===== Information
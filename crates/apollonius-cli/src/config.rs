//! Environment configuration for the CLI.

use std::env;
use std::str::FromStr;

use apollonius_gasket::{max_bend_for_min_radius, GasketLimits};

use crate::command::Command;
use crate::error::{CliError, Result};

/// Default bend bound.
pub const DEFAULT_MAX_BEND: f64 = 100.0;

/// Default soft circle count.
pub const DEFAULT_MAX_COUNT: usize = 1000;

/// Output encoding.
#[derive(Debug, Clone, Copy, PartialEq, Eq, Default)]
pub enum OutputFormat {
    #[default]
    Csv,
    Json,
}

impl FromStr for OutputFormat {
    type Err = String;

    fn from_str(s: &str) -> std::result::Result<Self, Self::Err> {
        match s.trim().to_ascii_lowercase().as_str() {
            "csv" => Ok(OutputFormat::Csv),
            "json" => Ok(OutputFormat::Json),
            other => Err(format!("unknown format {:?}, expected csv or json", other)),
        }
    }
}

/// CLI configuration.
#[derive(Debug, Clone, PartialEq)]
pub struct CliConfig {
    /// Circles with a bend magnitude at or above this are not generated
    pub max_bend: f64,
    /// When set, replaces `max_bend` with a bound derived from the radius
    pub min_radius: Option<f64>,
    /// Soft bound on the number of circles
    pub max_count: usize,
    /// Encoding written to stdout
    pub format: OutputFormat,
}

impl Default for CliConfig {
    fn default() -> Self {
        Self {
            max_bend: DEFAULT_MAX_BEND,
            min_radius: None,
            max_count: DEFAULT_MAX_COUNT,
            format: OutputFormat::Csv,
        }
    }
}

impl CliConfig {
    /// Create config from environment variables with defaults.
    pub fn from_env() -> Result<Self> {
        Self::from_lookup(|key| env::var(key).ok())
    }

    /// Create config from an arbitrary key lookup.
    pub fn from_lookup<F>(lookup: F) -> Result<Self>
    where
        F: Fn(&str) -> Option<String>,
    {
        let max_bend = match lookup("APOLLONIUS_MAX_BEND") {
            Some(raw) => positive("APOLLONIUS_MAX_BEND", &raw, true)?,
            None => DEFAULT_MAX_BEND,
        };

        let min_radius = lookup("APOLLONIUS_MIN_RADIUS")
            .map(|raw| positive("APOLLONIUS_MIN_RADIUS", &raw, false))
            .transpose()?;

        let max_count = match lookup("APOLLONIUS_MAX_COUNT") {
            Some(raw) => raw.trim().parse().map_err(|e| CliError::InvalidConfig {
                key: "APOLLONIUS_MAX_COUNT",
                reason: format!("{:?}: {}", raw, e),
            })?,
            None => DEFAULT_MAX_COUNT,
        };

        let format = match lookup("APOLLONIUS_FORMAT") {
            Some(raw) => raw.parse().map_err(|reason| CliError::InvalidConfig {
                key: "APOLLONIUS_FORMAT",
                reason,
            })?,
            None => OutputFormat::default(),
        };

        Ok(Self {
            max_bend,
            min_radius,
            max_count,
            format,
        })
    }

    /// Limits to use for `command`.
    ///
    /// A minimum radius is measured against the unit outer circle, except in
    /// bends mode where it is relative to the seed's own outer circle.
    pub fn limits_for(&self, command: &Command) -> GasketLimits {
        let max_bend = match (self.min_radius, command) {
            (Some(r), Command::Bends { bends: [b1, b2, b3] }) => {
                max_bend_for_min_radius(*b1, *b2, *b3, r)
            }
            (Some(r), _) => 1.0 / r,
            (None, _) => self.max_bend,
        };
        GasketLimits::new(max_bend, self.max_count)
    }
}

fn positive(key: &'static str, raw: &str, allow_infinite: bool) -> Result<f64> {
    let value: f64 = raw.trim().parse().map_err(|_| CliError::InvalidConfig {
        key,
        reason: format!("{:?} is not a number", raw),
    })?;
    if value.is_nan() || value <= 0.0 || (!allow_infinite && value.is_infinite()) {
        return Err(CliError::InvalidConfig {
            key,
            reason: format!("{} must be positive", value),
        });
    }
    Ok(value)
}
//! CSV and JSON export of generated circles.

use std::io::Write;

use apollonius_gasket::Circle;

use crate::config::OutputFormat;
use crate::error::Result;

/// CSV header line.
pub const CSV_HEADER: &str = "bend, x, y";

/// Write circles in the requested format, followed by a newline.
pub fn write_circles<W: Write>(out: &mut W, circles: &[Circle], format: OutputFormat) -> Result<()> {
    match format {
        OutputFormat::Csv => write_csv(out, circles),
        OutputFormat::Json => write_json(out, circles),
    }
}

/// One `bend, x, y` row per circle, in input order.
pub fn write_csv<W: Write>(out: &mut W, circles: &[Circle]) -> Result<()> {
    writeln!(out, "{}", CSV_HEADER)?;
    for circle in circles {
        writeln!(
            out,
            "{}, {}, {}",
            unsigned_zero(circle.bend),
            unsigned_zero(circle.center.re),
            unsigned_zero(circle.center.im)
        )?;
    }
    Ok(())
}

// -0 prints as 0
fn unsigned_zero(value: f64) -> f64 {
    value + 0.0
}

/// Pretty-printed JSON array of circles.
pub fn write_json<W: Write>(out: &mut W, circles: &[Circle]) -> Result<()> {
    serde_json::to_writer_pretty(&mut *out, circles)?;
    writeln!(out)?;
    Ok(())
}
==========
→ Task brief
Retrieve each line from the records above where the word "trim" occurs.

→ Exercise answer
        match s.trim().to_ascii_lowercase().as_str() {
            Some(raw) => raw.trim().parse().map_err(|e| CliError::InvalidConfig {
    let value: f64 = raw.trim().parse().map_err(|_| CliError::InvalidConfig {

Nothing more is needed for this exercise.